● **WORK INSTRUCTIONS**:
Using the data beneath this instruction, retype only the lines from the one that contains "pub struct AutoSaveConfig" down to the one that contains "the clean baseline.", both included, exactly as they appear.

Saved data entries
BEGIN
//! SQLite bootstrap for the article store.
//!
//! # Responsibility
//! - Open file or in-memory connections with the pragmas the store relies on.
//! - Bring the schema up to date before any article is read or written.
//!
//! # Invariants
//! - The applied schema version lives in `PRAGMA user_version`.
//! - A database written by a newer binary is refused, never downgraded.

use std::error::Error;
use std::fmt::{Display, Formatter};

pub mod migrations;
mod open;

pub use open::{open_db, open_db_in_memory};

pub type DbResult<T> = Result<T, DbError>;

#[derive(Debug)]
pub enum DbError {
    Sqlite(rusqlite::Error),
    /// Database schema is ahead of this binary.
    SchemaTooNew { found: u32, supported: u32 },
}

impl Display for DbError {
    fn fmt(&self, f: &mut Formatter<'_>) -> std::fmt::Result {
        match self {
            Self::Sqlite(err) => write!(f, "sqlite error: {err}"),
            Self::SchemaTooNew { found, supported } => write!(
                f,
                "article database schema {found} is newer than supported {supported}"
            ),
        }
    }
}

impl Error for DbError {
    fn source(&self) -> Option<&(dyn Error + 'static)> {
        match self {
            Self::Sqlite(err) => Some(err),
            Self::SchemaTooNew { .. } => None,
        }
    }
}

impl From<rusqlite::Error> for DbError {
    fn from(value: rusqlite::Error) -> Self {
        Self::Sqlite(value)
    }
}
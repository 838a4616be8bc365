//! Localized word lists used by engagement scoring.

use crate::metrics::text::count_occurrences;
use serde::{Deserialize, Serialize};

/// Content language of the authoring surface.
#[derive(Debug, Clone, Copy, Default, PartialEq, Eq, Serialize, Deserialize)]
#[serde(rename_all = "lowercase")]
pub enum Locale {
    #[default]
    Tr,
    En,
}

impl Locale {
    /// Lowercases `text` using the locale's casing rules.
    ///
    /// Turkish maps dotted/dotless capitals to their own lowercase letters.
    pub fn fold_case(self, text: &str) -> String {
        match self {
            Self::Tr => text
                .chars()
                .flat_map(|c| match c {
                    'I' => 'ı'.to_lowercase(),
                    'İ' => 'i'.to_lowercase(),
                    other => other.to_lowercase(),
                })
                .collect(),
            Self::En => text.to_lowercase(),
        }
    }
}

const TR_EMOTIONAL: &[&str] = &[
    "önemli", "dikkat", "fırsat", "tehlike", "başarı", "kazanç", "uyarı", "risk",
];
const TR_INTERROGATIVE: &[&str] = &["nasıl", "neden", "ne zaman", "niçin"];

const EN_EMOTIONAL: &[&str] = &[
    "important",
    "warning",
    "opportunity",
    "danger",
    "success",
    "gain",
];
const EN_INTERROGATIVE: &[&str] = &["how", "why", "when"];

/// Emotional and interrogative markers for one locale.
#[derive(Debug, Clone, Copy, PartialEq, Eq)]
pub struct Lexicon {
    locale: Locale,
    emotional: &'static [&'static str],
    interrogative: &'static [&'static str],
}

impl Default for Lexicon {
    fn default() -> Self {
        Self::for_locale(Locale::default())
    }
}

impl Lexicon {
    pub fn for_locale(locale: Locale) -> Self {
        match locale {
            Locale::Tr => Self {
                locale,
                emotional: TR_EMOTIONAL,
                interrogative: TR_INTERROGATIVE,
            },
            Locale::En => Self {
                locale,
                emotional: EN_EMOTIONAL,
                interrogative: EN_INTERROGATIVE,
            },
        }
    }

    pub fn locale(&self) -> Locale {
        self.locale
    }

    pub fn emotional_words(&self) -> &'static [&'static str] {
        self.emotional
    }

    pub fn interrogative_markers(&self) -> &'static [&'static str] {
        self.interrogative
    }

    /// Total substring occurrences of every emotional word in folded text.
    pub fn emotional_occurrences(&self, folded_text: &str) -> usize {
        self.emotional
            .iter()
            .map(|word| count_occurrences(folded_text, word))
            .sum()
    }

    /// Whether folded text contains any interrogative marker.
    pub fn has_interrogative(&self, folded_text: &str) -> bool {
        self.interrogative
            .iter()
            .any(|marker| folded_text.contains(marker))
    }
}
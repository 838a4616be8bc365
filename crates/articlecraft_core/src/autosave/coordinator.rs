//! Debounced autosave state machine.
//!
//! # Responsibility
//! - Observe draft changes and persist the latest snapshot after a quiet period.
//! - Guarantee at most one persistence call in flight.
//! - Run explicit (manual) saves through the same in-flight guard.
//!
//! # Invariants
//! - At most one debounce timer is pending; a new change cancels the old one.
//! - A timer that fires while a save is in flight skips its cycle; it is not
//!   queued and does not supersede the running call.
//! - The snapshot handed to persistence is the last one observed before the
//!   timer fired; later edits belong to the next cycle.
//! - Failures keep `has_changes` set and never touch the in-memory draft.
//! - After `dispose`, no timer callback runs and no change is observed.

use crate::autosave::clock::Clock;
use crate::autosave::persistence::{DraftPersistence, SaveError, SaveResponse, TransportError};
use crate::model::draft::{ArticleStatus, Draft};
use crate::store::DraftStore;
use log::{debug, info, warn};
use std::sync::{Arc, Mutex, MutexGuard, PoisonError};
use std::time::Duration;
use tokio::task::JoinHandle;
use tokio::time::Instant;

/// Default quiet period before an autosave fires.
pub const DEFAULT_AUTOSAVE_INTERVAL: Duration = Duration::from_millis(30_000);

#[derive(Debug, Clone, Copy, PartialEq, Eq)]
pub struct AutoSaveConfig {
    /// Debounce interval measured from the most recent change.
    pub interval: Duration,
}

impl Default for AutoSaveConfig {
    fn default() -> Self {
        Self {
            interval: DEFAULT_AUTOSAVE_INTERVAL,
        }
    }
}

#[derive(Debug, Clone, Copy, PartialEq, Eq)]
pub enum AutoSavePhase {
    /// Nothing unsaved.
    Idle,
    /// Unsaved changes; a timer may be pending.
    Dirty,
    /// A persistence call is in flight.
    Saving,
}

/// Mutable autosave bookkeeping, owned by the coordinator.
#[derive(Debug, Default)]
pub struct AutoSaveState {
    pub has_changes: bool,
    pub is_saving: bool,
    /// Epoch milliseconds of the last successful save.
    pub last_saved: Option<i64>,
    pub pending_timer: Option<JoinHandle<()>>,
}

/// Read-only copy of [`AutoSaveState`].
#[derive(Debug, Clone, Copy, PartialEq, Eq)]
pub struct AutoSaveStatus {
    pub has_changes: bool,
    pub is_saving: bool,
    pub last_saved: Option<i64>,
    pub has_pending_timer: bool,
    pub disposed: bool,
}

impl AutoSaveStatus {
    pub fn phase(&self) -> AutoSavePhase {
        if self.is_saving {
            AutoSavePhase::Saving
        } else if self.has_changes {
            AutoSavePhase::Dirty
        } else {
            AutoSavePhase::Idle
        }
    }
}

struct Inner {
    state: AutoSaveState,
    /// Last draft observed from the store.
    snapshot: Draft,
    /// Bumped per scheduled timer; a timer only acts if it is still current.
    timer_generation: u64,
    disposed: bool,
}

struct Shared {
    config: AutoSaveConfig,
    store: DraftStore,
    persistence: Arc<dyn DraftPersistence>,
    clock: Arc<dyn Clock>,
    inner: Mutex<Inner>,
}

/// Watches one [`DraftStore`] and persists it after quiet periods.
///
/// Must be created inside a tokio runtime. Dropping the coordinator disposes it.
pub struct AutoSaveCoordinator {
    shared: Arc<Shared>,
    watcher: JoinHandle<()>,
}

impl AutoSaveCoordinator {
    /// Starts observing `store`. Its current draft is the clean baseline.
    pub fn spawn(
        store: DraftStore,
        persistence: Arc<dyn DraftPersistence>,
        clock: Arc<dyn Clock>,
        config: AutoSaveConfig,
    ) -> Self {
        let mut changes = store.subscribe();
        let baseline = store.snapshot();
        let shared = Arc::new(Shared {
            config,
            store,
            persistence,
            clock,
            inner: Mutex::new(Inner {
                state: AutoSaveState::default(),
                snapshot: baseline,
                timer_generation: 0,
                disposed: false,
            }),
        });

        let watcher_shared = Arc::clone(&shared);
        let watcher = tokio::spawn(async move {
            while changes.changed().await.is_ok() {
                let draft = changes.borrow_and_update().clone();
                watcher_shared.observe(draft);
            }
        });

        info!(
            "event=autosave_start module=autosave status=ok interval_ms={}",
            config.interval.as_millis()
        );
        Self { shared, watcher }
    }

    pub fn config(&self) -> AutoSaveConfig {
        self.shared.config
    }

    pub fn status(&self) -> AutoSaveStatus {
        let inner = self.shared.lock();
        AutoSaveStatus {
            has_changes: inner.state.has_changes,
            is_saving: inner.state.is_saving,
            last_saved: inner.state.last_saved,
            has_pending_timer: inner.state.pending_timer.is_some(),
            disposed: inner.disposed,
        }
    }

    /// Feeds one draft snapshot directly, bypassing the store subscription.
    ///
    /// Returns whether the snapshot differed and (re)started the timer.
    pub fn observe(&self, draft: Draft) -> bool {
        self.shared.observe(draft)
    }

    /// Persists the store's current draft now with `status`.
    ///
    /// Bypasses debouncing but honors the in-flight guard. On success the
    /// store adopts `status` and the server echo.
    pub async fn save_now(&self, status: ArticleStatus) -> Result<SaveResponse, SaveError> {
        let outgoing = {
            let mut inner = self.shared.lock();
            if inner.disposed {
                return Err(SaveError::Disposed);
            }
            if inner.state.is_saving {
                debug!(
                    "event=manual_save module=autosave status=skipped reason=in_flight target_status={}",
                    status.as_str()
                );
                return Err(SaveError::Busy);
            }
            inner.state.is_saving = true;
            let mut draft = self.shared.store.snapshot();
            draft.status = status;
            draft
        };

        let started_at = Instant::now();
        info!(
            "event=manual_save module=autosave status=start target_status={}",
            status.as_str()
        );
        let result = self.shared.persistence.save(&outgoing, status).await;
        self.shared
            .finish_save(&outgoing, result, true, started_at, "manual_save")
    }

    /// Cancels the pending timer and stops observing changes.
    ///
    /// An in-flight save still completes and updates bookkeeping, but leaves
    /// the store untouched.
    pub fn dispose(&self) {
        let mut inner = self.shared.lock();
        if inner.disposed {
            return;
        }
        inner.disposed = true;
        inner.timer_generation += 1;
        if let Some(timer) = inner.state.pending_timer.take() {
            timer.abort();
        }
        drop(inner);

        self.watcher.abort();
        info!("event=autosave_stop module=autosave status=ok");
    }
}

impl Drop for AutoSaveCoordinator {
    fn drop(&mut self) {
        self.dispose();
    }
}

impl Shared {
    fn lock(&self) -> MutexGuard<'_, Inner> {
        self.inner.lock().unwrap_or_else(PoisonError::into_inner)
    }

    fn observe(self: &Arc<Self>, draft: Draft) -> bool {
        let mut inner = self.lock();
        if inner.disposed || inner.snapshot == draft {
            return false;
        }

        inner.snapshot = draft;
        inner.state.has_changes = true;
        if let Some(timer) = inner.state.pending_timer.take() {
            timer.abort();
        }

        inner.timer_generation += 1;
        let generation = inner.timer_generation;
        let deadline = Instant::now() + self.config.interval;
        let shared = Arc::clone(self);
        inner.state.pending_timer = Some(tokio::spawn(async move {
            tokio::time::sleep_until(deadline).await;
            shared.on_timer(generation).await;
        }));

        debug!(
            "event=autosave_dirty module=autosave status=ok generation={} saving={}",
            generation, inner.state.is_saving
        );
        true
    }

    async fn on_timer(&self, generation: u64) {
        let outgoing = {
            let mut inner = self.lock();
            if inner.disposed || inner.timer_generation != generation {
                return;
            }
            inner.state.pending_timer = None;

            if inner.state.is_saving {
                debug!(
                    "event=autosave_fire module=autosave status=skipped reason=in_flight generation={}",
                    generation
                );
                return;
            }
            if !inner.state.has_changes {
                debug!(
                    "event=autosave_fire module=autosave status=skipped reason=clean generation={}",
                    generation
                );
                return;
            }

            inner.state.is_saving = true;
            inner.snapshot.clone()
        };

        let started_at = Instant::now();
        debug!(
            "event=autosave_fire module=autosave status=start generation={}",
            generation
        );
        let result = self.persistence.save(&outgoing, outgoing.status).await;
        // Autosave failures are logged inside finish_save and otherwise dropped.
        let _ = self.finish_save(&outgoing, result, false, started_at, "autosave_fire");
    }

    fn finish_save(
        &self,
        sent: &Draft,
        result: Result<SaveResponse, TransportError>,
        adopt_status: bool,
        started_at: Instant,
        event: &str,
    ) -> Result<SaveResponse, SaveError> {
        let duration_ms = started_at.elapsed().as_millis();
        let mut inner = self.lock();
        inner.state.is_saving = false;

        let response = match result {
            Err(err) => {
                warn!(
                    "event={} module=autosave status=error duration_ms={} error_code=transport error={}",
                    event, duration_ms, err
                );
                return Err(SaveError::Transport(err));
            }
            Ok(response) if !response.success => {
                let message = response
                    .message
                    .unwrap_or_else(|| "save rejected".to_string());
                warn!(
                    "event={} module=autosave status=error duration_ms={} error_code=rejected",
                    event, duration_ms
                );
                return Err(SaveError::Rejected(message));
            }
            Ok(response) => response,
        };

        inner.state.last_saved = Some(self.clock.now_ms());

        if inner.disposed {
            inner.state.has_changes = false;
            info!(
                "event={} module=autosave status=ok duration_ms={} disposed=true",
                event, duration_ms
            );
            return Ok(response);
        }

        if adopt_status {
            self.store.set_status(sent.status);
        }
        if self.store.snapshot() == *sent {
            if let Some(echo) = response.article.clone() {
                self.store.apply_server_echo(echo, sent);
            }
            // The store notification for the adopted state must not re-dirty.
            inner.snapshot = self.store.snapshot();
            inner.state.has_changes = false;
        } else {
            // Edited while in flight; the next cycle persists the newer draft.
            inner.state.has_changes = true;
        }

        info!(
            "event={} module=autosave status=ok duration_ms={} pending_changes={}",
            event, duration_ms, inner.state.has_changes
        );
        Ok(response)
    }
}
END
● **ANSWER SECTION**:
pub struct AutoSaveConfig {
    /// Debounce interval measured from the most recent change.
    pub interval: Duration,
}

impl Default for AutoSaveConfig {
    fn default() -> Self {
        Self {
            interval: DEFAULT_AUTOSAVE_INTERVAL,
        }
    }
}

#[derive(Debug, Clone, Copy, PartialEq, Eq)]
pub enum AutoSavePhase {
    /// Nothing unsaved.
    Idle,
    /// Unsaved changes; a timer may be pending.
    Dirty,
    /// A persistence call is in flight.
    Saving,
}

/// Mutable autosave bookkeeping, owned by the coordinator.
#[derive(Debug, Default)]
pub struct AutoSaveState {
    pub has_changes: bool,
    pub is_saving: bool,
    /// Epoch milliseconds of the last successful save.
    pub last_saved: Option<i64>,
    pub pending_timer: Option<JoinHandle<()>>,
}

/// Read-only copy of [`AutoSaveState`].
#[derive(Debug, Clone, Copy, PartialEq, Eq)]
pub struct AutoSaveStatus {
    pub has_changes: bool,
    pub is_saving: bool,
    pub last_saved: Option<i64>,
    pub has_pending_timer: bool,
    pub disposed: bool,
}

impl AutoSaveStatus {
    pub fn phase(&self) -> AutoSavePhase {
        if self.is_saving {
            AutoSavePhase::Saving
        } else if self.has_changes {
            AutoSavePhase::Dirty
        } else {
            AutoSavePhase::Idle
        }
    }
}

struct Inner {
    state: AutoSaveState,
    /// Last draft observed from the store.
    snapshot: Draft,
    /// Bumped per scheduled timer; a timer only acts if it is still current.
    timer_generation: u64,
    disposed: bool,
}

struct Shared {
    config: AutoSaveConfig,
    store: DraftStore,
    persistence: Arc<dyn DraftPersistence>,
    clock: Arc<dyn Clock>,
    inner: Mutex<Inner>,
}

/// Watches one [`DraftStore`] and persists it after quiet periods.
///
/// Must be created inside a tokio runtime. Dropping the coordinator disposes it.
pub struct AutoSaveCoordinator {
    shared: Arc<Shared>,
    watcher: JoinHandle<()>,
}

impl AutoSaveCoordinator {
    /// Starts observing `store`. Its current draft is the clean baseline.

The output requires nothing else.